Your average second-grader knows that 1,300 is not the same as 50,000…..and that 400 is not the same as 7,000.
But the man who heads the US EPA evidently does not know this.
EPA chief Scott Pruitt was all over the airwaves the last few days, defending the United States’ backing out of the Paris climate change accord by saying that the decision was necessary to support coal industry job creation. As statistical evidence to support this, Pruitt claimed:
“Since the 4th quarter of last year….we’ve added almost 50,000 jobs in the coal sector. In the month of May [2017] alone, almost 7,000 jobs.”
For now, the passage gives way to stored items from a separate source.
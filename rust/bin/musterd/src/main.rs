//! `musterd` — the Muster membership server binary.
//!
//! Usage:
//!   musterd -c <context-name-or-path> [--listen <addr>]
//!
//! The context name resolves to `/etc/muster/<name>.toml`.
//! If a path with `/` or `.` is given, it's used directly.

mod bootstrap;
mod config;
mod routes;

use std::sync::Arc;

use clap::Parser;
use muster_core::Module;
use tracing::info;

use config::ServerConfig;

/// Muster server.
#[derive(Parser, Debug)]
#[command(name = "musterd", about = "Muster membership server")]
struct Cli {
    /// Context name or path to config file.
    #[arg(short = 'c', long = "config", required = true)]
    config: String,

    /// Listen address (overrides default 0.0.0.0:8080).
    #[arg(long = "listen", default_value = "0.0.0.0:8080")]
    listen: String,
}

#[tokio::main]
async fn main() -> anyhow::Result<()> {
    // Initialize logging.
    tracing_subscriber::fmt()
        .with_env_filter(
            tracing_subscriber::EnvFilter::try_from_default_env()
                .unwrap_or_else(|_| "info".into()),
        )
        .init();

    let cli = Cli::parse();

    // Load server configuration.
    let config_path = ServerConfig::resolve_path(&cli.config);
    info!("Loading configuration from {}", config_path.display());
    let server_config = ServerConfig::load(&config_path)?;

    // Verify configuration is valid.
    bootstrap::verify_config(&server_config)?;

    // Initialize storage.
    let data_dir = std::path::PathBuf::from(&server_config.storage.data_dir);
    std::fs::create_dir_all(&data_dir)?;

    let core_config = muster_core::ServiceConfig {
        data_dir: Some(data_dir),
        listen: cli.listen.clone(),
        ..Default::default()
    };

    let store = muster_store::DocStore::open(&core_config.resolve_db_path())
        .map_err(|e| anyhow::anyhow!("failed to open document store: {}", e))?;

    // Bootstrap: ensure the administrator role and account exist.
    bootstrap::ensure_admin_account(&store, &server_config.admin.token)?;

    let org_module = org::OrgModule::new(Arc::clone(&store), server_config.org.to_org_config());
    info!("Org module initialized");

    let module_routes = vec![(org_module.name(), org_module.routes())];

    // Build router.
    let app = routes::build_router(module_routes);

    // Start server.
    let listener = tokio::net::TcpListener::bind(&cli.listen).await?;
    info!("Muster server listening on {}", cli.listen);
    axum::serve(listener, app).await?;

    Ok(())
}
//! Audit trail writes.
//!
//! Every mutating operation on a resource appends one entry, except
//! mutations of the audit trail itself (which would recurse without
//! bound). Backup and restore append their own summary entries.

use serde_json::Value;

use crate::model::AuditEntry;
use crate::service::{OrgError, OrgService, AUDIT_COLLECTION};

impl OrgService {
    /// Append an audit entry. Failures propagate to the caller.
    pub(crate) fn audit(&self, action: &str, payload: Value) -> Result<(), OrgError> {
        let entry = AuditEntry::new(action, payload);
        let doc = serde_json::to_value(&entry)
            .map_err(|e| OrgError::Internal(e.to_string()))?;
        self.collection(AUDIT_COLLECTION).insert(&doc)?;
        Ok(())
    }

    /// Append an audit entry on a path that must keep going even when
    /// the trail itself cannot be written (degraded exports, restore
    /// summaries). Failures are logged, not surfaced.
    pub(crate) fn audit_best_effort(&self, action: &str, payload: Value) {
        if let Err(e) = self.audit(action, payload) {
            tracing::warn!("audit write failed for {}: {}", action, e);
        }
    }

    /// Read back the audit trail, newest entries last.
    pub fn audit_entries(&self) -> Result<Vec<Value>, OrgError> {
        Ok(self.collection(AUDIT_COLLECTION).all()?)
    }
}

#[cfg(test)]
mod tests {
    use crate::service::{OrgConfig, OrgService};
    use muster_store::DocStore;

    #[test]
    fn test_audit_appends_entry() {
        let svc = OrgService::new(DocStore::open_in_memory().unwrap(), OrgConfig::default());
        svc.audit("members.created", serde_json::json!({"id": "m1"})).unwrap();

        let entries = svc.audit_entries().unwrap();
        assert_eq!(entries.len(), 1);
        assert_eq!(entries[0]["action"], "members.created");
        assert_eq!(entries[0]["payload"]["id"], "m1");
        assert!(entries[0].get("createdAt").is_some());
    }
}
But this is false. Extraordinarily so. The Bureau of Labor Statistics, the most respected authority on where the jobs are in the country, tells us that, since the 4th quarter of last year, the coal industry created 1,300 jobs, not the 50,000 Pruitt claimed. 50,000 is not the number of coal jobs created in the last few months, but the total number of coal jobs in the country. Total. Plus, in the month of May, coal created 400 jobs, not the 7,000 Pruitt claimed.
So, did Trump and Pruitt pull us out of the Paris accord because they were badly mistaken about how many coal jobs had been created in the US? Or did they intentionally disregard the truth, assuming that we were all too stupid to figure it out?
We can have an interesting debate over whether the horrible and dangerous environmental decisions these guys are making are because of (a) stupidity, (b) dishonesty, or (c) some of both.
But when our air and water become too polluted to sustain human health, does the difference really matter?